Naaldroggebraam
Rubus scissus W.C.R.Watson
Journal of Botany 75: 162 (1937)
Holotype: KEW, Herb. Borrer, Almond Park, Shrewsbury, s.n. R. fissus Leight.
Rechtopstaande bladloot met talrijke naaldstekels; bladeren aan de bovenzijde flink behaard.
Verschillen met R. ammobius:
Bladloot meestal slechts ± 50 cm hoog, 3-6 mm dik, kantig, behaard, met 15-40 dunne naald- tot priemvormige tot 3-5 mm lange gele stekels. Bladeren kleiner, sterk geplooid, meestal ten dele 7-tallig, aan de onderzijde matig en kort ± aanliggend behaard, groen. Lengte van het steeltje 27-41% van de lengte van het topblaadje. Onderste zijblaadjes zittend, soms met de middelste zijblaadjes vergroeid.

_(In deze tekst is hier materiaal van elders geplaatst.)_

impl RoomHandle {
    pub fn room_id(&self) -> &RoomId {
        &self.room_id
    }

    async fn request<T>(
        &self,
        cmd: RoomCommand,
        reply_rx: oneshot::Receiver<T>,
    ) -> Result<T, RoomError> {
        self.sender
            .send(cmd)
            .await
            .map_err(|_| RoomError::Unavailable(self.room_id.clone()))?;
        reply_rx
            .await
            .map_err(|_| RoomError::Unavailable(self.room_id.clone()))
    }

    pub async fn join(
        &self,
        account_id: AccountId,
        conn: ConnId,
        display_name: String,
        password: String,
        sender: MemberSender,
    ) -> Result<(), RoomError> {
        let (reply, rx) = oneshot::channel();
        self.request(
            RoomCommand::Join {
                account_id,
                conn,
                display_name,
                password,
                sender,
                reply,
            },
            rx,
        )
        .await?
    }

    pub async fn leave(&self, account_id: AccountId) -> Result<(), RoomError> {
        let (reply, rx) = oneshot::channel();
        self.request(RoomCommand::Leave { account_id, reply }, rx).await?
    }

    pub async fn restore(
        &self,
        account_id: AccountId,
        conn: ConnId,
        sender: MemberSender,
    ) -> Result<(), RoomError> {
        let (reply, rx) = oneshot::channel();
        self.request(
            RoomCommand::Restore { account_id, conn, sender, reply },
            rx,
        )
        .await?
    }

    /// Fire-and-forget: the connection owning `conn` went away.
    pub async fn disconnected(&self, conn: ConnId) {
        let _ = self.sender.send(RoomCommand::Disconnected { conn }).await;
    }

    pub async fn ready(
        &self,
        account_id: AccountId,
        profession: Option<Profession>,
        dream_id: u32,
    ) -> Result<(), RoomError> {
        let (reply, rx) = oneshot::channel();
        self.request(
            RoomCommand::Ready { account_id, profession, dream_id, reply },
            rx,
        )
        .await?
    }

    pub async fn start_game(&self, conn: ConnId) -> Result<(), RoomError> {
        let (reply, rx) = oneshot::channel();
        self.request(RoomCommand::StartGame { conn, reply }, rx).await?
    }

    pub async fn end_game(&self, conn: ConnId) -> Result<(), RoomError> {
        let (reply, rx) = oneshot::channel();
        self.request(RoomCommand::EndGame { conn, reply }, rx).await?
    }

    pub async fn change_turn(
        &self,
        conn: ConnId,
        target: usize,
    ) -> Result<(), RoomError> {
        let (reply, rx) = oneshot::channel();
        self.request(RoomCommand::ChangeTurn { conn, target, reply }, rx)
            .await?
    }

    pub async fn sync_timer(&self, conn: ConnId, time_left: u32) {
        let _ = self
            .sender
            .send(RoomCommand::SyncTimer { conn, time_left })
            .await;
    }

    pub async fn auto_pass(&self, conn: ConnId) -> Result<(), RoomError> {
        let (reply, rx) = oneshot::channel();
        self.request(RoomCommand::AutoPass { conn, reply }, rx).await?
    }

    #[allow(clippy::too_many_arguments)]
    pub async fn transfer(
        &self,
        conn: ConnId,
        sender_id: AccountId,
        recipient_name: String,
        amount: i64,
        reported_balance: Option<i64>,
        transaction_id: String,
    ) -> Result<(), RoomError> {
        let (reply, rx) = oneshot::channel();
        self.request(
            RoomCommand::Transfer {
                conn,
                sender_id,
                recipient_name,
                amount,
                reported_balance,
                transaction_id,
                reply,
            },
            rx,
        )
        .await?
    }

    pub async fn pay_credit(
        &self,
        account_id: AccountId,
        credit_type: String,
        amount: i64,
    ) -> Result<(), RoomError> {
        let (reply, rx) = oneshot::channel();
        self.request(
            RoomCommand::PayCredit { account_id, credit_type, amount, reply },
            rx,
        )
        .await?
    }

    pub async fn snapshot(&self) -> Result<RoomSnapshot, RoomError> {
        let (reply, rx) = oneshot::channel();
        self.request(RoomCommand::GetSnapshot { reply }, rx).await
    }

    pub async fn shutdown(&self) {
        let _ = self.sender.send(RoomCommand::Shutdown).await;
    }
}

/// Sleeps until `deadline`, or forever when there is none. Designed for
/// the timer branch of the actor's `select!`.
async fn wait_until(deadline: Option<Instant>) {
    match deadline {
        Some(at) => tokio::time::sleep_until(at).await,
        None => std::future::pending().await,
    }
}

/// The internal room actor state. Runs inside a Tokio task.
struct RoomActor<S> {
    room: Room,
    breaks: BreakScheduler,
    /// Per-member outbound channels, keyed by stable id.
    senders: HashMap<AccountId, MemberSender>,
    store: Arc<S>,
    receiver: mpsc::Receiver<RoomCommand>,
}
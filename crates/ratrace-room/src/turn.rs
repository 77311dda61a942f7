//! Turn-order state machine.
//!
//! The turn order is fixed once at game start: members are shuffled
//! uniformly at random and the permutation is immutable for the game's
//! lifetime. Only the pointer into it moves.
//!
//! The countdown is host-client-driven: the host reports the remaining
//! seconds (`sync`) and reports expiry (`autoPassTurn`). The coordinator
//! records what it is told rather than running its own turn clock — an
//! asymmetric trust decision preserved from the observed behavior (the
//! break scheduler, by contrast, is fully server-owned).

use ratrace_protocol::AccountId;

use crate::RoomError;

/// Full countdown for one turn, in seconds.
pub const TURN_SECONDS: u32 = 120;

/// Threshold below which a turn counts as "ending soon".
pub const ENDING_SOON_SECONDS: u32 = 10;

/// Turn scheduler state.
///
/// `Idle` until the game starts, then `Active` with exactly one
/// authoritative pointer into the shuffled order.
#[derive(Debug, Clone, PartialEq, Eq)]
pub enum TurnState {
    Idle,
    Active {
        /// The fixed random permutation of member ids.
        order: Vec<AccountId>,
        /// Index of the member whose turn it is.
        index: usize,
        /// Host-reported seconds remaining in the current turn.
        time_left: u32,
        /// Set when the countdown dips below the warning threshold;
        /// cleared on every advance.
        ending_soon: bool,
    },
}

impl TurnState {
    pub fn new() -> Self {
        Self::Idle
    }

    /// Starts the game: shuffles `members` into the fixed turn order and
    /// points at index 0 with a full countdown.
    pub fn start<R: rand::Rng>(members: Vec<AccountId>, rng: &mut R) -> Self {
        use rand::seq::SliceRandom;
        let mut order = members;
        order.shuffle(rng);
        Self::Active {
            order,
            index: 0,
            time_left: TURN_SECONDS,
            ending_soon: false,
        }
    }

    /// Advances the turn to `target`.
    ///
    /// Allowed only for the current-turn member or the host
    /// (`is_host`). The target must be in range and differ from the
    /// current index. On success the countdown resets and the
    /// ending-soon flag clears.
    pub fn advance(
        &mut self,
        requested_by: &AccountId,
        target: usize,
        is_host: bool,
    ) -> Result<(), RoomError> {
        let Self::Active {
            order,
            index,
            time_left,
            ending_soon,
        } = self
        else {
            return Err(RoomError::Validation("game has not started".into()));
        };

        let current = &order[*index];
        if current != requested_by && !is_host {
            return Err(RoomError::NotYourTurn);
        }
        if target >= order.len() || target == *index {
            return Err(RoomError::InvalidTurnTarget {
                target,
                len: order.len(),
            });
        }

        *index = target;
        *time_left = TURN_SECONDS;
        *ending_soon = false;
        Ok(())
    }

    /// Timeout-driven advance to the next member in rotation.
    ///
    /// Returns the new index. Behaves like [`advance`](Self::advance)
    /// with target `(index + 1) % len` and no authorization check — the
    /// countdown authority already established expiry.
    pub fn auto_advance(&mut self) -> Result<usize, RoomError> {
        let Self::Active {
            order,
            index,
            time_left,
            ending_soon,
        } = self
        else {
            return Err(RoomError::Validation("game has not started".into()));
        };

        *index = (*index + 1) % order.len();
        *time_left = TURN_SECONDS;
        *ending_soon = false;
        Ok(*index)
    }

    /// Removes a member from the order mid-game.
    ///
    /// Keeps the pointer on a present member: removing someone earlier
    /// in the order shifts the pointer left with them; removing the
    /// current-turn member hands the turn to the next member in
    /// rotation with a fresh countdown. An empty order falls back to
    /// `Idle`.
    pub fn remove(&mut self, account_id: &AccountId) {
        let Self::Active {
            order,
            index,
            time_left,
            ending_soon,
        } = self
        else {
            return;
        };
        let Some(pos) = order.iter().position(|a| a == account_id) else {
            return;
        };

        order.remove(pos);
        if order.is_empty() {
            *self = Self::Idle;
            return;
        }
        if pos < *index {
            *index -= 1;
        } else if pos == *index {
            *index %= order.len();
            *time_left = TURN_SECONDS;
            *ending_soon = false;
        }
    }

    /// Records the host-reported countdown value.
    pub fn sync(&mut self, reported: u32) {
        if let Self::Active {
            time_left,
            ending_soon,
            ..
        } = self
        {
            *time_left = reported;
            *ending_soon = reported <= ENDING_SOON_SECONDS;
        }
    }

    /// The member whose turn it is, if the game is running.
    pub fn current(&self) -> Option<&AccountId> {
        match self {
            Self::Active { order, index, .. } => order.get(*index),
            Self::Idle => None,
        }
    }

    pub fn index(&self) -> Option<usize> {
        match self {
            Self::Active { index, .. } => Some(*index),
            Self::Idle => None,
        }
    }

    pub fn time_left(&self) -> u32 {
        match self {
            Self::Active { time_left, .. } => *time_left,
            Self::Idle => 0,
        }
    }
}

impl Default for TurnState {
    fn default() -> Self {
        Self::new()
    }
}

// =========================================================================
// Tests
// =========================================================================

#[cfg(test)]
mod tests {
    use super::*;

    fn acct(s: &str) -> AccountId {
        AccountId(s.into())
    }

    fn four_members() -> Vec<AccountId> {
        vec![acct("a"), acct("b"), acct("c"), acct("d")]
    }

    fn started(members: Vec<AccountId>) -> TurnState {
        TurnState::start(members, &mut rand::rng())
    }

    #[test]
    fn test_start_is_permutation_of_members() {
        let members = four_members();
        let turn = started(members.clone());

        let TurnState::Active { order, index, time_left, .. } = &turn else {
            panic!("expected Active");
        };
        assert_eq!(*index, 0);
        assert_eq!(*time_left, TURN_SECONDS);
        let mut sorted = order.clone();
        sorted.sort_by(|a, b| a.0.cmp(&b.0));
        let mut expected = members;
        expected.sort_by(|a, b| a.0.cmp(&b.0));
        assert_eq!(sorted, expected, "order must be a permutation");
    }

    #[test]
    fn test_advance_by_current_member_succeeds() {
        let mut turn = started(four_members());
        let current = turn.current().unwrap().clone();

        turn.advance(&current, 2, false).unwrap();

        assert_eq!(turn.index(), Some(2));
        assert_eq!(turn.time_left(), TURN_SECONDS);
    }

    #[test]
    fn test_advance_by_host_on_behalf_succeeds() {
        let mut turn = started(four_members());
        // "host" is whoever — authorization comes from the flag.
        let not_current = acct("zz");

        turn.advance(&not_current, 1, true).unwrap();

        assert_eq!(turn.index(), Some(1));
    }

    #[test]
    fn test_advance_by_bystander_rejected() {
        let mut turn = started(four_members());

        let result = turn.advance(&acct("zz"), 1, false);

        assert!(matches!(result, Err(RoomError::NotYourTurn)));
        assert_eq!(turn.index(), Some(0), "pointer must not move");
    }

    #[test]
    fn test_advance_to_same_index_rejected() {
        let mut turn = started(four_members());
        let current = turn.current().unwrap().clone();

        let result = turn.advance(&current, 0, false);

        assert!(matches!(
            result,
            Err(RoomError::InvalidTurnTarget { target: 0, .. })
        ));
    }

    #[test]
    fn test_advance_out_of_range_rejected() {
        let mut turn = started(four_members());
        let current = turn.current().unwrap().clone();

        let result = turn.advance(&current, 4, false);

        assert!(matches!(
            result,
            Err(RoomError::InvalidTurnTarget { target: 4, len: 4 })
        ));
    }

    #[test]
    fn test_advance_resets_ending_soon() {
        let mut turn = started(four_members());
        turn.sync(5);
        assert!(matches!(
            turn,
            TurnState::Active { ending_soon: true, .. }
        ));

        let current = turn.current().unwrap().clone();
        turn.advance(&current, 1, false).unwrap();

        assert!(matches!(
            turn,
            TurnState::Active { ending_soon: false, .. }
        ));
    }

    #[test]
    fn test_auto_advance_wraps_around() {
        // 4 members, current index 3: auto-advance wraps to 0 with a
        // full countdown.
        let mut turn = started(four_members());
        let current = turn.current().unwrap().clone();
        turn.advance(&current, 3, false).unwrap();
        turn.sync(0);

        let new_index = turn.auto_advance().unwrap();

        assert_eq!(new_index, 0);
        assert_eq!(turn.time_left(), TURN_SECONDS);
    }

    #[test]
    fn test_auto_advance_before_start_rejected() {
        let mut turn = TurnState::new();
        assert!(turn.auto_advance().is_err());
    }

    #[test]
    fn test_remove_before_pointer_shifts_it_left() {
        let mut turn = started(four_members());
        let current = turn.current().unwrap().clone();
        turn.advance(&current, 2, false).unwrap();
        let victim = match &turn {
            TurnState::Active { order, .. } => order[0].clone(),
            TurnState::Idle => unreachable!(),
        };
        let holder = turn.current().unwrap().clone();

        turn.remove(&victim);

        assert_eq!(turn.index(), Some(1), "pointer follows the shift");
        assert_eq!(turn.current(), Some(&holder), "same member holds the turn");
    }

    #[test]
    fn test_remove_current_member_passes_turn_on() {
        let mut turn = started(four_members());
        let (current, next) = match &turn {
            TurnState::Active { order, .. } => {
                (order[0].clone(), order[1].clone())
            }
            TurnState::Idle => unreachable!(),
        };
        turn.sync(5);

        turn.remove(&current);

        assert_eq!(turn.current(), Some(&next));
        assert_eq!(turn.time_left(), TURN_SECONDS, "fresh countdown");
        let TurnState::Active { order, .. } = &turn else {
            panic!("expected Active");
        };
        assert!(!order.contains(&current), "departed member is gone");
    }

    #[test]
    fn test_remove_last_slot_wraps_pointer() {
        let mut turn = started(four_members());
        let current = turn.current().unwrap().clone();
        turn.advance(&current, 3, false).unwrap();
        let victim = turn.current().unwrap().clone();

        turn.remove(&victim);

        assert_eq!(turn.index(), Some(0), "pointer wraps to the front");
    }

    #[test]
    fn test_remove_unknown_member_is_noop() {
        let mut turn = started(four_members());
        turn.remove(&acct("zz"));
        assert_eq!(turn.index(), Some(0));
    }

    #[test]
    fn test_sync_records_reported_time() {
        let mut turn = started(four_members());

        turn.sync(42);

        assert_eq!(turn.time_left(), 42);
    }

    #[test]
    fn test_sync_while_idle_is_noop() {
        let mut turn = TurnState::new();
        turn.sync(42);
        assert_eq!(turn, TurnState::Idle);
    }
}
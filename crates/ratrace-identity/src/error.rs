//! Error types for the identity layer.

use ratrace_protocol::AccountId;

/// Errors that can occur during account operations.
#[derive(Debug, thiserror::Error)]
pub enum IdentityError {
    /// Registration attempted with a username that is already taken
    /// (comparison is case-insensitive).
    #[error("username {0:?} is already taken")]
    UsernameTaken(String),

    /// Registration attempted without a username.
    #[error("a username is required to register")]
    MissingUsername,

    /// Login attempted with the wrong password.
    #[error("wrong password")]
    WrongPassword,

    /// No account with the given id.
    #[error("account {0} not found")]
    NotFound(AccountId),
}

Bloeiwijze klein, trosvormig, met tere naaldstekels. Bovenste bladeren meestal groen, soms aan de onderzijde heel licht viltig. Kelkslippen afstaand, groen met witte rand. Kroonbladen wit, smal, 7-9 mm lang. Meeldraden korter dan tot maximaal evenlang als de stijlen. Vruchtbeginsels duidelijk, maar niet zeer dicht behaard. Vruchtbodem behaard.
Standplaats: Op schrale, maar niet noodzakelijk droge zand- of hoogveengrond in lichte bossen en vooral op heidevelden of resten daarvan.
Taxonomie: Zie Van de Beek 2011.
Gelijkende taxa: R. ammobius: zie aldaar.
Verspreiding: Wijd verspreide soort van Engeland via Nederland en België en Noord-Duitsland tot Polen en aangrenzend Rusland; bovendien in het zuiden van de Scandinavische landen. In het hele gebied is het areaal niet gesloten: in sommige streken in de soort algemeen, in andere ontbreekt deze geheel.
Nederland: Door het hele land waar geschikte grond aanwezig is, voorkomend, hoewel ook hier zeer verschillend in frequentie.